_EXERCISE INSTRUCTIONS_
Output the entries verbatim, including every line.

Items from a data source:
use super::{parse_row, parse_rows, report_commit, report_error, report_removals, GridEvent, RoleAction};
use crate::config::ConsoleConfig;
use crate::entities::{Permission, Role};
use crate::http_client::{ApiClient, RestCollection};
use crate::notify::{LogNotifier, Notification, NotificationSink};
use grid_staging::{BulkAction, Identity, LinkedOutcome, MasterDetailController, MasterState, RemoteCollection};
use std::collections::VecDeque;

/// Role grid with the permission grid of the selected role underneath.
pub struct RolePermissionScreen<RR, RP, N = LogNotifier> {
    controller: MasterDetailController<Role, Permission, RR, RP>,
    notifier: N,
    pending_actions: VecDeque<RoleAction>,
    last_outcome: Option<LinkedOutcome>,
}

impl RolePermissionScreen<RestCollection<Role>, RestCollection<Permission>> {
    pub fn connect(config: &ConsoleConfig) -> anyhow::Result<Self> {
        let api = ApiClient::new(&config.api)?;
        log::info!("Role screen connected to {}", api.base_url());
        let controller = MasterDetailController::new(
            "roles",
            "permissions",
            api.collection::<Role>(),
            api.collection::<Permission>(),
            config.engine.clone(),
        );
        Ok(Self::new(controller, LogNotifier))
    }
}

impl<RR, RP, N> RolePermissionScreen<RR, RP, N>
where
    RR: RemoteCollection<Role>,
    RP: RemoteCollection<Permission>,
    N: NotificationSink,
{
    pub fn new(controller: MasterDetailController<Role, Permission, RR, RP>, notifier: N) -> Self {
        Self {
            controller,
            notifier,
            pending_actions: VecDeque::new(),
            last_outcome: None,
        }
    }

    pub fn controller(&self) -> &MasterDetailController<Role, Permission, RR, RP> {
        &self.controller
    }

    pub fn notifier(&self) -> &N {
        &self.notifier
    }

    pub fn notifier_mut(&mut self) -> &mut N {
        &mut self.notifier
    }

    pub fn last_outcome(&self) -> Option<&LinkedOutcome> {
        self.last_outcome.as_ref()
    }

    /// Enables the "assign permission" button.
    pub fn can_assign(&self) -> bool {
        self.controller.is_detail_action_enabled(BulkAction::Assign)
    }

    pub fn dispatch(&mut self, action: RoleAction) {
        log::debug!("Dispatching action: {:?}", action.description());
        self.pending_actions.push_back(action);
    }

    /// Processes one queued action.
    pub async fn update(&mut self) {
        if let Some(action) = self.pending_actions.pop_front() {
            log::debug!("Processing action: {}", action.description());
            self.handle_action(action).await;
        }
    }

    pub fn has_pending_actions(&self) -> bool {
        !self.pending_actions.is_empty()
    }

    pub fn clear_pending_actions(&mut self) {
        self.pending_actions.clear();
    }

    async fn handle_action(&mut self, action: RoleAction) {
        match action {
            RoleAction::Load => {
                if let Err(e) = self.controller.load().await {
                    report_error(&e, &mut self.notifier);
                }
            }
            RoleAction::SelectRole { row } => {
                let master = match row {
                    Some(key) => match parse_row(&key, &mut self.notifier) {
                        Some(identity) => Some(identity),
                        None => return,
                    },
                    None => None,
                };
                self.select_role(master).await;
            }
            RoleAction::AddRole => {
                let identity = self.controller.add_master_row(None, Role::default());
                self.controller.master_selection_mut().select([identity]);
            }
            RoleAction::AddPermission { menu_code } => self.handle_add_permission(menu_code),
            RoleAction::RemoveSelectedRoles => {
                if !self.controller.is_master_action_enabled(BulkAction::Delete) {
                    self.notifier
                        .notify(Notification::warning("Select at least one role that is not a system role"));
                    return;
                }
                let selected: Vec<Identity> = self.controller.master().selection().identities().cloned().collect();
                let outcomes = self.controller.remove_master_rows(selected);
                report_removals(outcomes, &mut self.notifier);
            }
            RoleAction::RemoveSelectedPermissions => {
                if !self.controller.is_detail_action_enabled(BulkAction::Delete) {
                    self.notifier.notify(Notification::warning("Select at least one permission"));
                    return;
                }
                let selected: Vec<Identity> = self.controller.detail().selection().identities().cloned().collect();
                let outcomes = self.controller.remove_detail_rows(selected);
                report_removals(outcomes, &mut self.notifier);
            }
            RoleAction::RoleGrid(event) => self.handle_role_grid(event).await,
            RoleAction::PermissionGrid(event) => self.handle_permission_grid(event),
            RoleAction::Commit => self.handle_commit().await,
            RoleAction::Cancel => {
                self.controller.cancel();
                self.notifier.notify(Notification::warning("Unsaved changes were discarded"));
            }
        }
    }

    async fn select_role(&mut self, master: Option<Identity>) {
        if let Err(e) = self.controller.on_master_selected(master).await {
            report_error(&e, &mut self.notifier);
        }
    }

    fn handle_add_permission(&mut self, menu_code: String) {
        if !self.can_assign() {
            let message = match self.controller.master_state() {
                MasterState::NoneSelected => "Select a role first",
                _ => "Save the role before assigning permissions",
            };
            self.notifier.notify(Notification::warning(message));
            return;
        }
        let Some(role) = self.controller.selected_master().cloned() else {
            return;
        };
        if let Err(e) = self.controller.add_detail_row(Permission::new(role, &menu_code)) {
            report_error(&e, &mut self.notifier);
        }
    }

    async fn handle_role_grid(&mut self, event: GridEvent<Role>) {
        match event {
            GridEvent::CellValueChanged { row, payload } => {
                let Some(identity) = parse_row(&row, &mut self.notifier) else {
                    return;
                };
                if let Err(e) = self.controller.edit_master(&identity, payload) {
                    report_error(&e, &mut self.notifier);
                }
            }
            GridEvent::SelectionChanged(keys) => {
                let selected = parse_rows(&keys, &mut self.notifier);
                self.controller.master_selection_mut().select(selected);
            }
            GridEvent::RowClicked(key) => {
                if let Some(identity) = parse_row(&key, &mut self.notifier) {
                    self.select_role(Some(identity)).await;
                }
            }
        }
    }

    fn handle_permission_grid(&mut self, event: GridEvent<Permission>) {
        match event {
            GridEvent::CellValueChanged { row, payload } => {
                let Some(identity) = parse_row(&row, &mut self.notifier) else {
                    return;
                };
                if let Err(e) = self.controller.edit_detail(&identity, payload) {
                    report_error(&e, &mut self.notifier);
                }
            }
            GridEvent::SelectionChanged(keys) => {
                let selected = parse_rows(&keys, &mut self.notifier);
                self.controller.detail_selection_mut().select(selected);
            }
            GridEvent::RowClicked(key) => {
                if let Some(identity) = parse_row(&key, &mut self.notifier) {
                    self.controller.detail_selection_mut().toggle(identity);
                }
            }
        }
    }

    async fn handle_commit(&mut self) {
        match self.controller.commit().await {
            Ok(outcome) => {
                let committed = outcome.master.committed_count() + outcome.detail.committed_count();
                report_commit(committed, outcome.len(), &mut self.notifier);
                let skipped = outcome.detail.skipped().count();
                if skipped > 0 {
                    self.notifier.notify(Notification::warning(format!(
                        "{skipped} permission(s) were not sent because their role could not be saved"
                    )));
                }
                self.last_outcome = Some(outcome);
            }
            Err(e) => report_error(&e, &mut self.notifier),
        }
    }
}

_ANSWER TO THE EXERCISE_
use super::{parse_row, parse_rows, report_commit, report_error, report_removals, GridEvent, RoleAction};
use crate::config::ConsoleConfig;
use crate::entities::{Permission, Role};
use crate::http_client::{ApiClient, RestCollection};
use crate::notify::{LogNotifier, Notification, NotificationSink};
use grid_staging::{BulkAction, Identity, LinkedOutcome, MasterDetailController, MasterState, RemoteCollection};
use std::collections::VecDeque;

/// Role grid with the permission grid of the selected role underneath.
pub struct RolePermissionScreen<RR, RP, N = LogNotifier> {
    controller: MasterDetailController<Role, Permission, RR, RP>,
    notifier: N,
    pending_actions: VecDeque<RoleAction>,
    last_outcome: Option<LinkedOutcome>,
}

impl RolePermissionScreen<RestCollection<Role>, RestCollection<Permission>> {
    pub fn connect(config: &ConsoleConfig) -> anyhow::Result<Self> {
        let api = ApiClient::new(&config.api)?;
        log::info!("Role screen connected to {}", api.base_url());
        let controller = MasterDetailController::new(
            "roles",
            "permissions",
            api.collection::<Role>(),
            api.collection::<Permission>(),
            config.engine.clone(),
        );
        Ok(Self::new(controller, LogNotifier))
    }
}

impl<RR, RP, N> RolePermissionScreen<RR, RP, N>
where
    RR: RemoteCollection<Role>,
    RP: RemoteCollection<Permission>,
    N: NotificationSink,
{
    pub fn new(controller: MasterDetailController<Role, Permission, RR, RP>, notifier: N) -> Self {
        Self {
            controller,
            notifier,
            pending_actions: VecDeque::new(),
            last_outcome: None,
        }
    }

    pub fn controller(&self) -> &MasterDetailController<Role, Permission, RR, RP> {
        &self.controller
    }

    pub fn notifier(&self) -> &N {
        &self.notifier
    }

    pub fn notifier_mut(&mut self) -> &mut N {
        &mut self.notifier
    }

    pub fn last_outcome(&self) -> Option<&LinkedOutcome> {
        self.last_outcome.as_ref()
    }

    /// Enables the "assign permission" button.
    pub fn can_assign(&self) -> bool {
        self.controller.is_detail_action_enabled(BulkAction::Assign)
    }

    pub fn dispatch(&mut self, action: RoleAction) {
        log::debug!("Dispatching action: {:?}", action.description());
        self.pending_actions.push_back(action);
    }

    /// Processes one queued action.
    pub async fn update(&mut self) {
        if let Some(action) = self.pending_actions.pop_front() {
            log::debug!("Processing action: {}", action.description());
            self.handle_action(action).await;
        }
    }

    pub fn has_pending_actions(&self) -> bool {
        !self.pending_actions.is_empty()
    }

    pub fn clear_pending_actions(&mut self) {
        self.pending_actions.clear();
    }

    async fn handle_action(&mut self, action: RoleAction) {
        match action {
            RoleAction::Load => {
                if let Err(e) = self.controller.load().await {
                    report_error(&e, &mut self.notifier);
                }
            }
            RoleAction::SelectRole { row } => {
                let master = match row {
                    Some(key) => match parse_row(&key, &mut self.notifier) {
                        Some(identity) => Some(identity),
                        None => return,
                    },
                    None => None,
                };
                self.select_role(master).await;
            }
            RoleAction::AddRole => {
                let identity = self.controller.add_master_row(None, Role::default());
                self.controller.master_selection_mut().select([identity]);
            }
            RoleAction::AddPermission { menu_code } => self.handle_add_permission(menu_code),
            RoleAction::RemoveSelectedRoles => {
                if !self.controller.is_master_action_enabled(BulkAction::Delete) {
                    self.notifier
                        .notify(Notification::warning("Select at least one role that is not a system role"));
                    return;
                }
                let selected: Vec<Identity> = self.controller.master().selection().identities().cloned().collect();
                let outcomes = self.controller.remove_master_rows(selected);
                report_removals(outcomes, &mut self.notifier);
            }
            RoleAction::RemoveSelectedPermissions => {
                if !self.controller.is_detail_action_enabled(BulkAction::Delete) {
                    self.notifier.notify(Notification::warning("Select at least one permission"));
                    return;
                }
                let selected: Vec<Identity> = self.controller.detail().selection().identities().cloned().collect();
                let outcomes = self.controller.remove_detail_rows(selected);
                report_removals(outcomes, &mut self.notifier);
            }
            RoleAction::RoleGrid(event) => self.handle_role_grid(event).await,
            RoleAction::PermissionGrid(event) => self.handle_permission_grid(event),
            RoleAction::Commit => self.handle_commit().await,
            RoleAction::Cancel => {
                self.controller.cancel();
                self.notifier.notify(Notification::warning("Unsaved changes were discarded"));
            }
        }
    }

    async fn select_role(&mut self, master: Option<Identity>) {
        if let Err(e) = self.controller.on_master_selected(master).await {
            report_error(&e, &mut self.notifier);
        }
    }

    fn handle_add_permission(&mut self, menu_code: String) {
        if !self.can_assign() {
            let message = match self.controller.master_state() {
                MasterState::NoneSelected => "Select a role first",
                _ => "Save the role before assigning permissions",
            };
            self.notifier.notify(Notification::warning(message));
            return;
        }
        let Some(role) = self.controller.selected_master().cloned() else {
            return;
        };
        if let Err(e) = self.controller.add_detail_row(Permission::new(role, &menu_code)) {
            report_error(&e, &mut self.notifier);
        }
    }

    async fn handle_role_grid(&mut self, event: GridEvent<Role>) {
        match event {
            GridEvent::CellValueChanged { row, payload } => {
                let Some(identity) = parse_row(&row, &mut self.notifier) else {
                    return;
                };
                if let Err(e) = self.controller.edit_master(&identity, payload) {
                    report_error(&e, &mut self.notifier);
                }
            }
            GridEvent::SelectionChanged(keys) => {
                let selected = parse_rows(&keys, &mut self.notifier);
                self.controller.master_selection_mut().select(selected);
            }
            GridEvent::RowClicked(key) => {
                if let Some(identity) = parse_row(&key, &mut self.notifier) {
                    self.select_role(Some(identity)).await;
                }
            }
        }
    }

    fn handle_permission_grid(&mut self, event: GridEvent<Permission>) {
        match event {
            GridEvent::CellValueChanged { row, payload } => {
                let Some(identity) = parse_row(&row, &mut self.notifier) else {
                    return;
                };
                if let Err(e) = self.controller.edit_detail(&identity, payload) {
                    report_error(&e, &mut self.notifier);
                }
            }
            GridEvent::SelectionChanged(keys) => {
                let selected = parse_rows(&keys, &mut self.notifier);
                self.controller.detail_selection_mut().select(selected);
            }
            GridEvent::RowClicked(key) => {
                if let Some(identity) = parse_row(&key, &mut self.notifier) {
                    self.controller.detail_selection_mut().toggle(identity);
                }
            }
        }
    }

    async fn handle_commit(&mut self) {
        match self.controller.commit().await {
            Ok(outcome) => {
                let committed = outcome.master.committed_count() + outcome.detail.committed_count();
                report_commit(committed, outcome.len(), &mut self.notifier);
                let skipped = outcome.detail.skipped().count();
                if skipped > 0 {
                    self.notifier.notify(Notification::warning(format!(
                        "{skipped} permission(s) were not sent because their role could not be saved"
                    )));
                }
                self.last_outcome = Some(outcome);
            }
            Err(e) => report_error(&e, &mut self.notifier),
        }
    }
}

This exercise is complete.